Please copy each line in the records below that contains the string "Returns".

| Stored data entries |
━━━
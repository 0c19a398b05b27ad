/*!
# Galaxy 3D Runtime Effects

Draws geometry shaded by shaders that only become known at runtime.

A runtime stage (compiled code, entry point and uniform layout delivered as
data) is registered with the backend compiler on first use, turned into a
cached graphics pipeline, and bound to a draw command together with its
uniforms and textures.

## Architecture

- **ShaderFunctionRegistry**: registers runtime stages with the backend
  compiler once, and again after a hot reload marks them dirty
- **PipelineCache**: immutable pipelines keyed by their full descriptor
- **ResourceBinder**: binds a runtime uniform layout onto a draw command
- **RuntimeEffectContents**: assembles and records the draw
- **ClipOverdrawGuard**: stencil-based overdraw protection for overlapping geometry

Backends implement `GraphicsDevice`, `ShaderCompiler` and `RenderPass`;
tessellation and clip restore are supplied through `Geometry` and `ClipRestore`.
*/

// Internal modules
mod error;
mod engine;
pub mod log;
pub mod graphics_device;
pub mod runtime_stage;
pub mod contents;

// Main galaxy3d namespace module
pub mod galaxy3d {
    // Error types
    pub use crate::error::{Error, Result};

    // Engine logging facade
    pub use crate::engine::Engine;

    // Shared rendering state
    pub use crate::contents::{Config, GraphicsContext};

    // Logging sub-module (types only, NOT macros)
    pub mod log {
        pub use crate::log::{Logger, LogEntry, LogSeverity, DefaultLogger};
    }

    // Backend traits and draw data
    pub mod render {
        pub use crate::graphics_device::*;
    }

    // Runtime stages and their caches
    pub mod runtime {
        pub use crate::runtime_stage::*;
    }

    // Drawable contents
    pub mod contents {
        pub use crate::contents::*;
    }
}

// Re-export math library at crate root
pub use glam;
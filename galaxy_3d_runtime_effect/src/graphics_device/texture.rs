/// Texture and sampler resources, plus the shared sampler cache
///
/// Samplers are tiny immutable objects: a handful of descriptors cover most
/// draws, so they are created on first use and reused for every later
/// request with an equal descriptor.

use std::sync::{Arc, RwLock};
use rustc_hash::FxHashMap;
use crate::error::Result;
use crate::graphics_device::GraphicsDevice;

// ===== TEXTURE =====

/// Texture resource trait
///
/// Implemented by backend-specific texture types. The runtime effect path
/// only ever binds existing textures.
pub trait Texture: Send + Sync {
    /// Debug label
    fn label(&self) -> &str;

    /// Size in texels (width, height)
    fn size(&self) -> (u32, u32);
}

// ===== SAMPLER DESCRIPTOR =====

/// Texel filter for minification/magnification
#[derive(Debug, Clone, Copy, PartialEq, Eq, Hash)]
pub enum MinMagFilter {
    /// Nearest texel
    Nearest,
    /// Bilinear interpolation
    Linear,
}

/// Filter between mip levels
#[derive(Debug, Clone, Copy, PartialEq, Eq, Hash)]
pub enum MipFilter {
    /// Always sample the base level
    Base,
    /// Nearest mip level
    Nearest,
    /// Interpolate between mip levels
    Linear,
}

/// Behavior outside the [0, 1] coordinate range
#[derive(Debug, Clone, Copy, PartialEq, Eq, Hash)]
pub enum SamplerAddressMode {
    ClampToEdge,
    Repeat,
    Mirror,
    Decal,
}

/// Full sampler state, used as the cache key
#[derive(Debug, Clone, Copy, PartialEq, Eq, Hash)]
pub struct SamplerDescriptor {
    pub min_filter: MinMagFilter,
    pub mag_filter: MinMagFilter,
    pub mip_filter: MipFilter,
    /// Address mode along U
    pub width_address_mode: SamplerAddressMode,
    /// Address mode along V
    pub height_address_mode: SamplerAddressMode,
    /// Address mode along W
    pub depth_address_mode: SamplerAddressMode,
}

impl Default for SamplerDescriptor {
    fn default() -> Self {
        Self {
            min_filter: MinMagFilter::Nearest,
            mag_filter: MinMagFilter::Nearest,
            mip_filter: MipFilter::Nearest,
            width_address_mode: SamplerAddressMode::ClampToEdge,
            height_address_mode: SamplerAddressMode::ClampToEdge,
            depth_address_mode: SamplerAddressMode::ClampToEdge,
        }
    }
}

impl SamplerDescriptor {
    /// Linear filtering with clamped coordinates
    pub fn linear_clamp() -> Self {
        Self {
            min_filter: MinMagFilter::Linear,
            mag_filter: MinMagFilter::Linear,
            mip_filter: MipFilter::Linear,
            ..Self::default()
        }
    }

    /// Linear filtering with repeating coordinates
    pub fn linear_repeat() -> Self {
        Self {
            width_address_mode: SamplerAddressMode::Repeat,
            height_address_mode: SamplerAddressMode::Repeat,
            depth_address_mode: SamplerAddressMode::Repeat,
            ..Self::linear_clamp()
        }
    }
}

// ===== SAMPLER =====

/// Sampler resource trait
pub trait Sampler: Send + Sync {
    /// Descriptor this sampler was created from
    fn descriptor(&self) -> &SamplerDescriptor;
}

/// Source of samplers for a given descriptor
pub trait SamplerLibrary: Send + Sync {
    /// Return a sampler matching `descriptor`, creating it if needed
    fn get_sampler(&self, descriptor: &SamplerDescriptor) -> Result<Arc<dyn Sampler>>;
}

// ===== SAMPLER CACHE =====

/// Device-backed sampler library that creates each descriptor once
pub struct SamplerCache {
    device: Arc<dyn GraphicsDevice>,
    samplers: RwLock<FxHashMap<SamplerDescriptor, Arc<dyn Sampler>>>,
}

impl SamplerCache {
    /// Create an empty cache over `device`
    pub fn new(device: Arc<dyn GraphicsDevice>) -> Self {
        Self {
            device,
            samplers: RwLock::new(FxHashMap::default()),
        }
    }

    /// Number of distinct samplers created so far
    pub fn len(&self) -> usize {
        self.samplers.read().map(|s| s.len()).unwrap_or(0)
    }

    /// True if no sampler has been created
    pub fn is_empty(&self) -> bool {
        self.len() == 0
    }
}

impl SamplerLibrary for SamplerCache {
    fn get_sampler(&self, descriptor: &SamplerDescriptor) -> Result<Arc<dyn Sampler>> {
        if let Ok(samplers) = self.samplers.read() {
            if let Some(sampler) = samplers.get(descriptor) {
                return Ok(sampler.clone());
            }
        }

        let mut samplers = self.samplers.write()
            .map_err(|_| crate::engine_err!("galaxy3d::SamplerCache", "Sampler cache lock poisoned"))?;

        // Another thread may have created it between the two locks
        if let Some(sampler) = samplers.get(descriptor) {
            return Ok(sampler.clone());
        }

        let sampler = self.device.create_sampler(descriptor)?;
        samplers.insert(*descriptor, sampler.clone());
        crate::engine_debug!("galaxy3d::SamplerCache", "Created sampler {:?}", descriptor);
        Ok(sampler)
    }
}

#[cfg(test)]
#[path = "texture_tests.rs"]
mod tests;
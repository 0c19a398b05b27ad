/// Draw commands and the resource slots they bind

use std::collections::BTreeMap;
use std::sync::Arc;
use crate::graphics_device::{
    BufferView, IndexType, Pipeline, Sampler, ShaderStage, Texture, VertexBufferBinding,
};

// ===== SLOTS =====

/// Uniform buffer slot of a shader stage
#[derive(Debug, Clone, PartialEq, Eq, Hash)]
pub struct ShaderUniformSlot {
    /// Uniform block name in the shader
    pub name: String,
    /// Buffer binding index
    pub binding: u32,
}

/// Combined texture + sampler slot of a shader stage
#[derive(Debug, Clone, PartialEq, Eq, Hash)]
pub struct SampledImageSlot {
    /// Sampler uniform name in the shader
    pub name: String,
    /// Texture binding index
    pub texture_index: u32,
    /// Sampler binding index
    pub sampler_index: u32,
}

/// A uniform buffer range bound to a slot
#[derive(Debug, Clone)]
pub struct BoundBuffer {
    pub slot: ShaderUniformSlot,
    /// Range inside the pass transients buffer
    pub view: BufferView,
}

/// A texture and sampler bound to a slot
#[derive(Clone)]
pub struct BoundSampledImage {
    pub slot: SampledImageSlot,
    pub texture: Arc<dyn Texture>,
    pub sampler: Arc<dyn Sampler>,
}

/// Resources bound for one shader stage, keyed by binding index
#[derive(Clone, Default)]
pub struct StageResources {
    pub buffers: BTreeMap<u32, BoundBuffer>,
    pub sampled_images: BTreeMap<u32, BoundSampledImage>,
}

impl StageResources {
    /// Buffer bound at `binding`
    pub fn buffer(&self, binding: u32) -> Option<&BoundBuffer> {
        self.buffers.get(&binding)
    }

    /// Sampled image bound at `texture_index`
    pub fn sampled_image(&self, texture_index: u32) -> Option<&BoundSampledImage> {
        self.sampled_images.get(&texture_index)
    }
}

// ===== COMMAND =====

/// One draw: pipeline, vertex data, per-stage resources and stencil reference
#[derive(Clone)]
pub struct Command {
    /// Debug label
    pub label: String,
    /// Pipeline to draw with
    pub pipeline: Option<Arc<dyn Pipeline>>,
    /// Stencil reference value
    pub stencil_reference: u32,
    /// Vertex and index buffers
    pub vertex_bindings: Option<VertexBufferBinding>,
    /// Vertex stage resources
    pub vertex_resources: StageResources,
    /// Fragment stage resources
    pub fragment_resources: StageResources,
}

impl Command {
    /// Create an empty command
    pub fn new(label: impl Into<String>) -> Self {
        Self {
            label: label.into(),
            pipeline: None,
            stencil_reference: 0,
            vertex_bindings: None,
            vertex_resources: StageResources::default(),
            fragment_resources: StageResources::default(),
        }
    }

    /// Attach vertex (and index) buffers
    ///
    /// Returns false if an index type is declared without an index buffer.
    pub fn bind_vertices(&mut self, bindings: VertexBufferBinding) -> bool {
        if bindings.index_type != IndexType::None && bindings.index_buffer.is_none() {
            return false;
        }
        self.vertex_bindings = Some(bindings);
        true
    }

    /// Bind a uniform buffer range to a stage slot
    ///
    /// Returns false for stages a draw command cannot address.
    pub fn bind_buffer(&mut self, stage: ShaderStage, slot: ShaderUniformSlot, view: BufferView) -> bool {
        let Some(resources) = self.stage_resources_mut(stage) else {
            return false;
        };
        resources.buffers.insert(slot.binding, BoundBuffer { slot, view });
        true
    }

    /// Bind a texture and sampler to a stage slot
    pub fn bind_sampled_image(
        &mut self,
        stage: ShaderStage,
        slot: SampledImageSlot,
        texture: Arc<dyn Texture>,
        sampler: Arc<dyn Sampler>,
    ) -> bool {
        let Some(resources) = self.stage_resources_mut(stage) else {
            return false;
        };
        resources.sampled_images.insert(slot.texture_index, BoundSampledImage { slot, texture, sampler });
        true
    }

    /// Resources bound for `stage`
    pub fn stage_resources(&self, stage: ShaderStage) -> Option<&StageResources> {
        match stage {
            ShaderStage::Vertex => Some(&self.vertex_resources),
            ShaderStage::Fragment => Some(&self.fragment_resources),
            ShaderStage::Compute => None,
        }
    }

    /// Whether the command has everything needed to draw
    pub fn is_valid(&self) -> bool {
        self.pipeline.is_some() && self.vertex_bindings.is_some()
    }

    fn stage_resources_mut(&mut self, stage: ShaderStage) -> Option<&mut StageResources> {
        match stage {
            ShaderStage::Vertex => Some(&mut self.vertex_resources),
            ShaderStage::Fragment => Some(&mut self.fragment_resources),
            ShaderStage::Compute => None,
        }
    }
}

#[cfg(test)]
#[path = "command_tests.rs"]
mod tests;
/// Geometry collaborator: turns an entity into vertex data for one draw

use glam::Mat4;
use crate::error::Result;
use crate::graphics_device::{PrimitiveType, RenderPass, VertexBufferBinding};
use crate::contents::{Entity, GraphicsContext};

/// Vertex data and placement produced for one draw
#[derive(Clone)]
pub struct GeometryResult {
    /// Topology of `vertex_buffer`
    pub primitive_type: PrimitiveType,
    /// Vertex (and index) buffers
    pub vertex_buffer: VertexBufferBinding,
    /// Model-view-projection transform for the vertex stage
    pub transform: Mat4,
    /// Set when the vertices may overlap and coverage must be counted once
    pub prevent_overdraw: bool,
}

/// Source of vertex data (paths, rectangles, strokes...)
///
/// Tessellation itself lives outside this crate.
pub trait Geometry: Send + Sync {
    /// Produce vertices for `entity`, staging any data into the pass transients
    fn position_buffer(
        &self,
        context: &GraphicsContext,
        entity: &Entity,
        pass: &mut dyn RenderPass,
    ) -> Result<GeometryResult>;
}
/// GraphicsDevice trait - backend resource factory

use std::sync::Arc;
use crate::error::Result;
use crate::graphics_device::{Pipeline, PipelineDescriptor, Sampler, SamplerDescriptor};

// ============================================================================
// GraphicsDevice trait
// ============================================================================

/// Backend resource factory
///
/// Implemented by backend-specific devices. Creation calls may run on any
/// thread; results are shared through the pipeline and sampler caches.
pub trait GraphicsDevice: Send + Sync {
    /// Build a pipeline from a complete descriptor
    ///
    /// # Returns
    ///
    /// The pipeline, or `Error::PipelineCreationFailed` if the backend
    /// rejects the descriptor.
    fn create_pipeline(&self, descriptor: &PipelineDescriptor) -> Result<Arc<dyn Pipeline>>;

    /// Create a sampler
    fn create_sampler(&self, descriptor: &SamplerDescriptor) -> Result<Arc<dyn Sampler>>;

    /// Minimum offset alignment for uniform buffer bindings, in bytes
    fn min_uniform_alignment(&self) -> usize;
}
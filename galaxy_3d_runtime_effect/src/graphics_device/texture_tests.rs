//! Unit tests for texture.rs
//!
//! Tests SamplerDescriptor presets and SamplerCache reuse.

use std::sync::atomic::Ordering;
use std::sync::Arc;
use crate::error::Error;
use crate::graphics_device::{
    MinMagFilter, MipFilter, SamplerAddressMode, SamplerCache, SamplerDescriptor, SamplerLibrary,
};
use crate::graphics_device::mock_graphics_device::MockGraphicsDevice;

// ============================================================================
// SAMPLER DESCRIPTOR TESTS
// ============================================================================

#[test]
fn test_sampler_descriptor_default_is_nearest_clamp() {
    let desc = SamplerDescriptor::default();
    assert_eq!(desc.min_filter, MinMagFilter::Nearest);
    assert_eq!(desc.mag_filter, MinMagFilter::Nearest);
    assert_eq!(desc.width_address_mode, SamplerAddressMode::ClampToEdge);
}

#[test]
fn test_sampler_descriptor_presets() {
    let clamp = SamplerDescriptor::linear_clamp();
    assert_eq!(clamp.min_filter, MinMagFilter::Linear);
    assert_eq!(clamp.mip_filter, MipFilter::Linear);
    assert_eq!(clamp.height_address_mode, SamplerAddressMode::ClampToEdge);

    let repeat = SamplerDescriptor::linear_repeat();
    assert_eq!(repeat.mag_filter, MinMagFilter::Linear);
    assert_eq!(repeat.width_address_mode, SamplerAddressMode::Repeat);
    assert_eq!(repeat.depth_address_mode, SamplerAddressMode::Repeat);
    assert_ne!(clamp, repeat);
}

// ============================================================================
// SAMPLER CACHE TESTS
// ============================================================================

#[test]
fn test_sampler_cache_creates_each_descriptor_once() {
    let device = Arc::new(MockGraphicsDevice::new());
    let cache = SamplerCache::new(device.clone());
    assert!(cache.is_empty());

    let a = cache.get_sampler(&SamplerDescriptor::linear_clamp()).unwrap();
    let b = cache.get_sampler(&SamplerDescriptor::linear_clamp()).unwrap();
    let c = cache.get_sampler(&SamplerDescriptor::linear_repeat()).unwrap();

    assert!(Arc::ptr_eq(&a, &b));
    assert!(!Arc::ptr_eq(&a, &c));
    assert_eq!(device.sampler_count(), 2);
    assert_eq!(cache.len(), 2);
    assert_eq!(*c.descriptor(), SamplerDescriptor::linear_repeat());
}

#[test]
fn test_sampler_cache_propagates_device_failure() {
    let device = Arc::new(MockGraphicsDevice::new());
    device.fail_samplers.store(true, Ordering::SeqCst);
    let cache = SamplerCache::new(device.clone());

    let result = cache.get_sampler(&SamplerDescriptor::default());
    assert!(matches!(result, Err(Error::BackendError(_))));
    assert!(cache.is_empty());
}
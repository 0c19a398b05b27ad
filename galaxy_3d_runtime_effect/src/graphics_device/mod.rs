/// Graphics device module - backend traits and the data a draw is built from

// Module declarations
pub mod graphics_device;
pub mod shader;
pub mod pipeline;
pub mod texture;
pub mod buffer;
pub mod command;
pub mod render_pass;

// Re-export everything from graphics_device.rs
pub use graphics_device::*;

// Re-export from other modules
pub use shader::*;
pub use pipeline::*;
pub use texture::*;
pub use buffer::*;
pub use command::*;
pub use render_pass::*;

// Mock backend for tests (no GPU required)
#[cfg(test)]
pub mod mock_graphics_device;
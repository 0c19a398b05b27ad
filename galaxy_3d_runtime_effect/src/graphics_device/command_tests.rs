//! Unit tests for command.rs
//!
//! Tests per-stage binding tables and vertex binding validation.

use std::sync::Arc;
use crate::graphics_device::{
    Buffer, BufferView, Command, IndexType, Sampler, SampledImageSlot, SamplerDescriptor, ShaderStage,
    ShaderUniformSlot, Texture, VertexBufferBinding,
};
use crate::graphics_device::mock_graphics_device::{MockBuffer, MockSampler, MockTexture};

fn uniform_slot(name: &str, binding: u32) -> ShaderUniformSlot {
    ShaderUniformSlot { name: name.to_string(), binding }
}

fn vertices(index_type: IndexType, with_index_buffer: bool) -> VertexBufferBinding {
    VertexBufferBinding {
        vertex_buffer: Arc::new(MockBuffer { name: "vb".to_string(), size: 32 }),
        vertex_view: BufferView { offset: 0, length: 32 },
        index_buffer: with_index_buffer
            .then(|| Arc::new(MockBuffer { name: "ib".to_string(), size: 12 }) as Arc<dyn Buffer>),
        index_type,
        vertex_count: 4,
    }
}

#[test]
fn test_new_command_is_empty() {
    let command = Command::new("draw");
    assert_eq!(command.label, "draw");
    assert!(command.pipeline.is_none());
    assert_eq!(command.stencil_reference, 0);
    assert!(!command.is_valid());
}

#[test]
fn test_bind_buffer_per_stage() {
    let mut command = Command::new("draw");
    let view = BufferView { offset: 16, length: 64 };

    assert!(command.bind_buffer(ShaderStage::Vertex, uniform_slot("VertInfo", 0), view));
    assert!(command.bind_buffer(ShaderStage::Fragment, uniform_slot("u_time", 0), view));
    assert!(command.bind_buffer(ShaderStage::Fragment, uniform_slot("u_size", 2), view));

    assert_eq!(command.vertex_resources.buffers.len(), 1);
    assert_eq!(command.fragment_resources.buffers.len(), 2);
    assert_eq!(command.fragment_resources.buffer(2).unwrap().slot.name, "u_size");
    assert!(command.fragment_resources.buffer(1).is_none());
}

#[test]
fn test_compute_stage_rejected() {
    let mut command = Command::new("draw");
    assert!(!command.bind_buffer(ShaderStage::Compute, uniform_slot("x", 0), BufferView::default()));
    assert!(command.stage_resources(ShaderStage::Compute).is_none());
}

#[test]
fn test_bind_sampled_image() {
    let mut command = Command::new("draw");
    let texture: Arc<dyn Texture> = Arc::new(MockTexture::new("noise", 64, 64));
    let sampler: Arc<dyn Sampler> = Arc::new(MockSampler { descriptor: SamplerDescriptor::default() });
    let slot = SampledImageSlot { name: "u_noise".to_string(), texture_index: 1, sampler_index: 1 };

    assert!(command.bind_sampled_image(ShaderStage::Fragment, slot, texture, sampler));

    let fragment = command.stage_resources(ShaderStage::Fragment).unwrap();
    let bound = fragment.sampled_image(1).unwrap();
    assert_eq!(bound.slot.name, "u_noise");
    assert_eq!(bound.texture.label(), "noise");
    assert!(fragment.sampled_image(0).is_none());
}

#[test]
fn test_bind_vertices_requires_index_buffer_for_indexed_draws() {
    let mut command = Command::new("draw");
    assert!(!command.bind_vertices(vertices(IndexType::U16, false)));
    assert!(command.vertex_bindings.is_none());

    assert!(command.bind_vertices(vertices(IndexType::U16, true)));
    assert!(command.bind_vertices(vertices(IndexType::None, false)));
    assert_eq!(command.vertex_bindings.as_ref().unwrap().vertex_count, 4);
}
━━━
| Answer box |
    /// Returns false if an index type is declared without an index buffer.
    /// Returns false for stages a draw command cannot address.
    /// # Returns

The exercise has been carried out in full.